What the task requires: Using the entries below, write out the line with "configured field by", the line with "objects into records", and every line in between, exactly as each is written.

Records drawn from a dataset
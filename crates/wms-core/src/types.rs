//! Core value and record types for the grid

use std::borrow::Cow;
use std::fmt;

use indexmap::IndexMap;
use serde::ser::{Serialize, SerializeMap, Serializer};

use crate::{FieldKind, FieldSpec, GridError, Result, format_timestamp};

/// A single cell value of a record
#[derive(Debug, Clone, PartialEq, Default)]
pub enum Value {
    /// Missing value
    #[default]
    Null,
    /// Boolean flag
    Bool(bool),
    /// Plain number
    Number(f64),
    /// Free text
    Text(String),
    /// Currency amount as displayed, e.g. `"$250.00"`
    Currency(String),
    /// Date or timestamp as displayed, e.g. `"2025-04-01 08:30:00"`
    Date(String),
}

impl Value {
    /// Create a currency value from its display string
    pub fn currency(raw: impl Into<String>) -> Self {
        Value::Currency(raw.into())
    }

    /// Create a date value from its display string
    pub fn date(raw: impl Into<String>) -> Self {
        Value::Date(raw.into())
    }

    /// Check if the value is missing
    pub fn is_null(&self) -> bool {
        matches!(self, Value::Null)
    }

    /// Try to get the underlying string for text-like values
    pub fn as_str(&self) -> Option<&str> {
        match self {
            Value::Text(s) | Value::Currency(s) | Value::Date(s) => Some(s),
            _ => None,
        }
    }

    /// Try to get as f64
    pub fn as_f64(&self) -> Option<f64> {
        match self {
            Value::Number(n) => Some(*n),
            Value::Text(s) => s.trim().parse::<f64>().ok(),
            _ => None,
        }
    }

    /// Try to get as bool
    pub fn as_bool(&self) -> Option<bool> {
        match self {
            Value::Bool(b) => Some(*b),
            _ => None,
        }
    }

    /// Coerce a JSON value into a grid value according to the field kind.
    ///
    /// Coercion never fails: anything that does not fit the kind is kept as
    /// text so it still renders and searches the way it was written.
    pub fn from_json(json: &serde_json::Value, kind: FieldKind) -> Self {
        use serde_json::Value as Json;

        match (kind, json) {
            (_, Json::Null) => Value::Null,

            (FieldKind::Numeric, Json::Number(n)) => {
                n.as_f64().map(Value::Number).unwrap_or(Value::Null)
            }
            (FieldKind::Numeric, Json::String(s)) => match s.trim().parse::<f64>() {
                Ok(n) if n.is_finite() => Value::Number(n),
                _ => Value::Text(s.clone()),
            },

            (FieldKind::Currency, Json::String(s)) => Value::Currency(s.clone()),
            (FieldKind::Currency, Json::Number(n)) => Value::Currency(n.to_string()),

            (FieldKind::Date, Json::String(s)) => Value::Date(s.clone()),
            (FieldKind::Date, Json::Number(n)) => n
                .as_i64()
                .or_else(|| n.as_f64().filter(|f| f.is_finite()).map(|f| f as i64))
                .and_then(format_timestamp)
                .map(Value::Date)
                .unwrap_or_else(|| Value::Text(n.to_string())),

            (FieldKind::Boolean, Json::Bool(b)) => Value::Bool(*b),
            (FieldKind::Boolean, Json::String(s)) if s.eq_ignore_ascii_case("true") => {
                Value::Bool(true)
            }
            (FieldKind::Boolean, Json::String(s)) if s.eq_ignore_ascii_case("false") => {
                Value::Bool(false)
            }

            (_, Json::String(s)) => Value::Text(s.clone()),
            (_, Json::Bool(b)) => Value::Bool(*b),
            (FieldKind::Text, Json::Number(n)) => Value::Text(n.to_string()),
            (_, Json::Number(n)) => n.as_f64().map(Value::Number).unwrap_or(Value::Null),
            (_, other) => Value::Text(other.to_string()),
        }
    }

    /// Convert back into a JSON value
    pub fn to_json(&self) -> serde_json::Value {
        match self {
            Value::Null => serde_json::Value::Null,
            Value::Bool(b) => serde_json::Value::Bool(*b),
            Value::Number(n) => {
                if n.fract() == 0.0 && n.abs() < i64::MAX as f64 {
                    serde_json::Value::from(*n as i64)
                } else {
                    serde_json::Number::from_f64(*n)
                        .map(serde_json::Value::Number)
                        .unwrap_or(serde_json::Value::Null)
                }
            }
            Value::Text(s) | Value::Currency(s) | Value::Date(s) => {
                serde_json::Value::String(s.clone())
            }
        }
    }
}

/// Rendering used by search and categorical filters
impl fmt::Display for Value {
    fn fmt(&self, f: &mut fmt::Formatter<'_>) -> fmt::Result {
        match self {
            Value::Null => Ok(()),
            Value::Bool(v) => write!(f, "{}", v),
            Value::Number(v) => write!(f, "{}", v),
            Value::Text(v) | Value::Currency(v) | Value::Date(v) => write!(f, "{}", v),
        }
    }
}

impl Serialize for Value {
    fn serialize<S: Serializer>(&self, serializer: S) -> std::result::Result<S::Ok, S::Error> {
        self.to_json().serialize(serializer)
    }
}

impl From<&str> for Value {
    fn from(value: &str) -> Self {
        Value::Text(value.to_string())
    }
}

impl From<String> for Value {
    fn from(value: String) -> Self {
        Value::Text(value)
    }
}

impl From<f64> for Value {
    fn from(value: f64) -> Self {
        Value::Number(value)
    }
}

impl From<i64> for Value {
    fn from(value: i64) -> Self {
        Value::Number(value as f64)
    }
}

impl From<i32> for Value {
    fn from(value: i32) -> Self {
        Value::Number(value as f64)
    }
}

impl From<bool> for Value {
    fn from(value: bool) -> Self {
        Value::Bool(value)
    }
}

/// Anything the grid can display as a row.
///
/// The grid only needs to look values up by field name; how a record stores
/// them is up to the implementor.
pub trait GridRecord: Clone + fmt::Debug {
    /// Look up the value of a field, `None` if the record has no such field
    fn value(&self, field: &str) -> Option<Cow<'_, Value>>;

    /// Rendered value of a field, empty when missing
    fn rendered(&self, field: &str) -> String {
        self.value(field).map(|v| v.to_string()).unwrap_or_default()
    }

    /// Rendered values a search term is matched against.
    ///
    /// Defaults to the given fields; records that carry extra fields should
    /// return every value they hold.
    fn search_values(&self, fields: &[FieldSpec]) -> Vec<String> {
        fields.iter().map(|field| self.rendered(&field.name)).collect()
    }
}

/// A row of domain data: an ordered mapping from field name to value
#[derive(Debug, Clone, PartialEq, Default)]
pub struct Record {
    values: IndexMap<String, Value>,
}

impl Record {
    /// Create an empty record
    pub fn new() -> Self {
        Self::default()
    }

    /// Builder-style setter
    pub fn with(mut self, field: impl Into<String>, value: impl Into<Value>) -> Self {
        self.set(field, value);
        self
    }

    /// Set a field, keeping its position if it already exists
    pub fn set(&mut self, field: impl Into<String>, value: impl Into<Value>) {
        self.values.insert(field.into(), value.into());
    }

    /// Get a value by field name
    pub fn get(&self, field: &str) -> Option<&Value> {
        self.values.get(field)
    }

    /// Field names in insertion order
    pub fn fields(&self) -> impl Iterator<Item = &str> {
        self.values.keys().map(String::as_str)
    }

    /// Iterate over `(field, value)` pairs in insertion order
    pub fn iter(&self) -> impl Iterator<Item = (&str, &Value)> {
        self.values.iter().map(|(k, v)| (k.as_str(), v))
    }

    /// Number of fields
    pub fn len(&self) -> usize {
        self.values.len()
    }

    /// Check if the record has no fields
    pub fn is_empty(&self) -> bool {
        self.values.is_empty()
    }

    /// Build a record from a JSON object, coercing each configured field by
    /// its kind. Fields present in the object but not configured are kept
    /// and coerced as text.
    pub fn from_json_object(json: &serde_json::Value, fields: &[FieldSpec]) -> Result<Self> {
        let object = json
            .as_object()
            .ok_or_else(|| GridError::InvalidRecord(format!("expected an object, got {}", json)))?;

        let mut record = Record::new();
        for field in fields {
            let value = object
                .get(&field.name)
                .map(|v| Value::from_json(v, field.kind))
                .unwrap_or(Value::Null);
            record.set(field.name.clone(), value);
        }
        for (name, value) in object {
            if !record.values.contains_key(name) {
                record.set(name.clone(), Value::from_json(value, FieldKind::Text));
            }
        }
        Ok(record)
    }
}

impl GridRecord for Record {
    fn value(&self, field: &str) -> Option<Cow<'_, Value>> {
        self.values.get(field).map(Cow::Borrowed)
    }

    fn search_values(&self, _fields: &[FieldSpec]) -> Vec<String> {
        self.values.values().map(|v| v.to_string()).collect()
    }
}

impl<K: Into<String>, V: Into<Value>> FromIterator<(K, V)> for Record {
    fn from_iter<I: IntoIterator<Item = (K, V)>>(iter: I) -> Self {
        let mut record = Record::new();
        for (k, v) in iter {
            record.set(k, v);
        }
        record
    }
}

impl Serialize for Record {
    fn serialize<S: Serializer>(&self, serializer: S) -> std::result::Result<S::Ok, S::Error> {
        let mut map = serializer.serialize_map(Some(self.values.len()))?;
        for (k, v) in &self.values {
            map.serialize_entry(k, v)?;
        }
        map.end()
    }
}

/// Parse a JSON array of objects into records
pub fn load_records(json: &str, fields: &[FieldSpec]) -> Result<Vec<Record>> {
    let parsed: serde_json::Value = serde_json::from_str(json)?;
    let items = parsed
        .as_array()
        .ok_or_else(|| GridError::InvalidRecord("expected a JSON array of records".into()))?;
    items
        .iter()
        .map(|item| Record::from_json_object(item, fields))
        .collect()
}

#[cfg(test)]
mod tests {
    use super::*;
    use pretty_assertions::assert_eq;
    use serde_json::json;

    #[test]
    fn test_value_rendering() {
        assert_eq!(Value::Number(15.0).to_string(), "15");
        assert_eq!(Value::Number(2.5).to_string(), "2.5");
        assert_eq!(Value::Bool(true).to_string(), "true");
        assert_eq!(Value::Null.to_string(), "");
        assert_eq!(Value::currency("$250.00").to_string(), "$250.00");
    }

    #[test]
    fn test_value_from_json_by_kind() {
        assert_eq!(
            Value::from_json(&json!(12), FieldKind::Numeric),
            Value::Number(12.0)
        );
        assert_eq!(
            Value::from_json(&json!("7"), FieldKind::Numeric),
            Value::Number(7.0)
        );
        assert_eq!(
            Value::from_json(&json!("seven"), FieldKind::Numeric),
            Value::Text("seven".into())
        );
        assert_eq!(
            Value::from_json(&json!("$1.00"), FieldKind::Currency),
            Value::currency("$1.00")
        );
        assert_eq!(
            Value::from_json(&json!("TRUE"), FieldKind::Boolean),
            Value::Bool(true)
        );
        assert_eq!(
            Value::from_json(&json!(3), FieldKind::Text),
            Value::Text("3".into())
        );
        assert_eq!(Value::from_json(&json!(null), FieldKind::Date), Value::Null);
    }

    #[test]
    fn test_numeric_date_reads_as_epoch_millis() {
        let value = Value::from_json(&json!(1_712_000_000_000i64), FieldKind::Date);
        assert_eq!(value, Value::date("2024-04-01T19:33:20.000Z"));
        assert_eq!(
            FieldKind::Date.numeric_value(Some(&value)),
            1_712_000_000_000.0
        );

        let earlier = Value::from_json(&json!(0), FieldKind::Date);
        assert_eq!(
            FieldKind::Date.compare(Some(&earlier), Some(&value)),
            std::cmp::Ordering::Less
        );
    }

    #[test]
    fn test_record_from_json_object() {
        let fields = vec![
            FieldSpec::text("item"),
            FieldSpec::numeric("quantity"),
            FieldSpec::date("started"),
        ];
        let record = Record::from_json_object(
            &json!({"item": "Bleach", "quantity": 1, "extra": true}),
            &fields,
        )
        .expect("valid record");

        assert_eq!(record.get("item"), Some(&Value::Text("Bleach".into())));
        assert_eq!(record.get("quantity"), Some(&Value::Number(1.0)));
        assert_eq!(record.get("started"), Some(&Value::Null));
        assert_eq!(record.get("extra"), Some(&Value::Bool(true)));
        assert_eq!(
            record.fields().collect::<Vec<_>>(),
            vec!["item", "quantity", "started", "extra"]
        );
    }

    #[test]
    fn test_record_from_non_object_is_rejected() {
        let err = Record::from_json_object(&json!([1, 2]), &[]).unwrap_err();
        assert!(matches!(err, GridError::InvalidRecord(_)));
    }

    #[test]
    fn test_load_records_round_trips_through_json() {
        let fields = vec![FieldSpec::text("invoice"), FieldSpec::currency("totalAmount")];
        let records = load_records(
            r#"[{"invoice": "INV001", "totalAmount": "$250.00"}]"#,
            &fields,
        )
        .expect("valid json");

        assert_eq!(records.len(), 1);
        let out = serde_json::to_value(&records[0]).expect("serializable");
        assert_eq!(out, json!({"invoice": "INV001", "totalAmount": "$250.00"}));
    }

    #[test]
    fn test_load_records_rejects_non_array() {
        assert!(load_records(r#"{"invoice": "INV001"}"#, &[]).is_err());
        assert!(matches!(
            load_records("not json", &[]),
            Err(GridError::Json(_))
        ));
    }

    #[test]
    fn test_grid_record_rendered() {
        let record = Record::new().with("quantity", 15).with("item", "Screw Set");
        assert_eq!(record.rendered("quantity"), "15");
        assert_eq!(record.rendered("item"), "Screw Set");
        assert_eq!(record.rendered("missing"), "");
    }

    #[test]
    fn test_record_search_values_cover_every_field() {
        let fields = vec![FieldSpec::text("sku")];
        let record = Record::from_json_object(
            &json!({"sku": "A-1", "note": "urgent", "qty": 4}),
            &fields,
        )
        .expect("valid record");
        assert_eq!(record.search_values(&fields), vec!["A-1", "urgent", "4"]);
    }
}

Task answer:
    /// Build a record from a JSON object, coercing each configured field by
    /// its kind. Fields present in the object but not configured are kept
    /// and coerced as text.
    pub fn from_json_object(json: &serde_json::Value, fields: &[FieldSpec]) -> Result<Self> {
        let object = json
            .as_object()
            .ok_or_else(|| GridError::InvalidRecord(format!("expected an object, got {}", json)))?;

        let mut record = Record::new();
        for field in fields {
            let value = object
                .get(&field.name)
                .map(|v| Value::from_json(v, field.kind))
                .unwrap_or(Value::Null);
            record.set(field.name.clone(), value);
        }
        for (name, value) in object {
            if !record.values.contains_key(name) {
                record.set(name.clone(), Value::from_json(value, FieldKind::Text));
            }
        }
        Ok(record)
    }
}

impl GridRecord for Record {
    fn value(&self, field: &str) -> Option<Cow<'_, Value>> {
        self.values.get(field).map(Cow::Borrowed)
    }

    fn search_values(&self, _fields: &[FieldSpec]) -> Vec<String> {
        self.values.values().map(|v| v.to_string()).collect()
    }
}

impl<K: Into<String>, V: Into<Value>> FromIterator<(K, V)> for Record {
    fn from_iter<I: IntoIterator<Item = (K, V)>>(iter: I) -> Self {
        let mut record = Record::new();
        for (k, v) in iter {
            record.set(k, v);
        }
        record
    }
}

impl Serialize for Record {
    fn serialize<S: Serializer>(&self, serializer: S) -> std::result::Result<S::Ok, S::Error> {
        let mut map = serializer.serialize_map(Some(self.values.len()))?;
        for (k, v) in &self.values {
            map.serialize_entry(k, v)?;
        }
        map.end()
    }
}

/// Parse a JSON array of objects into records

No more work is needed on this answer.